As of the 2000 census, there were 6,809 people, 2,347 households, and 1,828 families residing in the township. The population density was 384.2 /mi2. There were 2,457 housing units at an average density of 138.6 /mi2. The racial makeup of the township was 95.67% White, 1.29% African American, 0.06% Native American, 2.16% Asian, 0.03% Pacific Islander, 0.31% from other races, and 0.48% from two or more races. Hispanic or Latino of any race were 0.54% of the population.

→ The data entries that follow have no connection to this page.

//! Voice round controller.
//!
//! Owns a locally-authoritative round end to end: the engine, the
//! speech intake and the score client. Single-threaded cooperative
//! driving: the embedder calls `tick` once per animation frame and
//! routes recognizer events through `handle_speech`.

use tracing::{info, warn};

use crate::api::{GameKind, ScoreClient};
use crate::command::{SpeechEvent, SpeechFault, SpeechIntake, SpeechOutcome};
use crate::game::{EngineConfig, GameState, LocalEngine, SimulationSource, TickEvent};
use crate::render::{render, DrawCmd, Hud};

pub struct VoiceSession {
    source: SimulationSource,
    intake: SpeechIntake,
    scores: ScoreClient,
    high_score: u32,
    new_high_score: bool,
    /// Set once the microphone is refused; voice input stays down
    fatal: Option<SpeechFault>,
    submitted: bool,
}

impl VoiceSession {
    pub fn new(scores: ScoreClient) -> Self {
        Self::with_config(EngineConfig::default(), rand::random(), scores)
    }

    pub fn with_config(config: EngineConfig, seed: u64, scores: ScoreClient) -> Self {
        Self {
            source: SimulationSource::Local(LocalEngine::with_config(config, seed)),
            intake: SpeechIntake::new(),
            scores,
            high_score: 0,
            new_high_score: false,
            fatal: None,
            submitted: false,
        }
    }

    pub fn state(&self) -> &GameState {
        self.source.current_state()
    }

    /// Seed the high-score display before the first submission. A
    /// failed fetch keeps the last known value.
    pub async fn refresh_high_score(&mut self) {
        match self.scores.high_score(GameKind::Voice).await {
            Ok(high_score) => self.high_score = high_score,
            Err(e) => warn!(error = %e, "high score fetch failed"),
        }
    }

    /// Begin a fresh round. A microphone refusal from an earlier
    /// round persists; the modality stays unavailable.
    pub fn start(&mut self, now_ms: u64) {
        self.intake.reset();
        self.new_high_score = false;
        self.submitted = false;
        self.source.start(now_ms);
    }

    /// Route one recognizer event. Accepted commands apply to the
    /// engine immediately; the outcome is returned so the embedder
    /// can restart its recognizer when asked to.
    pub fn handle_speech(&mut self, event: SpeechEvent, now_ms: u64) -> SpeechOutcome {
        if self.fatal.is_some() {
            return SpeechOutcome::Ignored;
        }

        let round_active = self.source.current_state().is_active();
        let outcome = self.intake.handle(event, now_ms, round_active);
        match &outcome {
            SpeechOutcome::Commands(commands) => {
                for command in commands {
                    self.source.dispatch(*command);
                }
            }
            SpeechOutcome::Fatal(fault) => {
                warn!(error = %fault, "voice input unavailable");
                self.fatal = Some(fault.clone());
                self.source.stop();
            }
            SpeechOutcome::Restart | SpeechOutcome::Ignored => {}
        }
        outcome
    }

    /// Advance the round one tick. The crash tick submits the final
    /// score; a failed submission still leaves the round over and the
    /// high-score display on its last known value.
    pub async fn tick(&mut self, now_ms: u64) -> Vec<TickEvent> {
        let events = self.source.tick(now_ms);
        for event in &events {
            if let TickEvent::Crashed { score, .. } = event {
                self.submit(*score).await;
            }
        }
        events
    }

    async fn submit(&mut self, score: u32) {
        if self.submitted {
            return;
        }
        self.submitted = true;

        match self.scores.submit(GameKind::Voice, score).await {
            Ok(ack) => {
                info!(score, high_score = ack.high_score, "round score submitted");
                self.high_score = ack.high_score;
                self.new_high_score = ack.is_high_score;
            }
            Err(e) => {
                warn!(error = %e, "score submission failed, keeping last known high score");
            }
        }
    }

    /// Build the scene for the current state.
    pub fn scene(&self, now_ms: u64) -> Vec<DrawCmd> {
        let hud = Hud {
            high_score: self.high_score,
            new_high_score: self.new_high_score,
            last_command: self.intake.indicator(now_ms).map(String::from),
            // Voice needs no pre-acquired device; ready unless the
            // microphone was refused
            ready: self.fatal.is_none(),
            error: self.fatal.as_ref().map(|fault| fault.to_string()),
        };
        render(self.source.current_state(), &hud, now_ms)
    }
}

There were 2,347 households, out of which 38.0% had children under the age of 18 living with them, 66.0% were married couples living together, 8.5% had a female householder with no husband present, and 22.1% were non-families. 18.7% of all households were made up of individuals, and 8.7% had someone living alone who was 65 years of age or older. The average household size was 2.74 and the average family size was 3.14.

In the township the population was spread out, with 27.2% under the age of 18, 5.0% from 18 to 24, 26.5% from 25 to 44, 25.3% from 45 to 64, and 16.1% who were 65 years of age or older. The median age was 41 years. For every 100 females there were 96.7 males. For every 100 females age 18 and over, there were 92.8 males.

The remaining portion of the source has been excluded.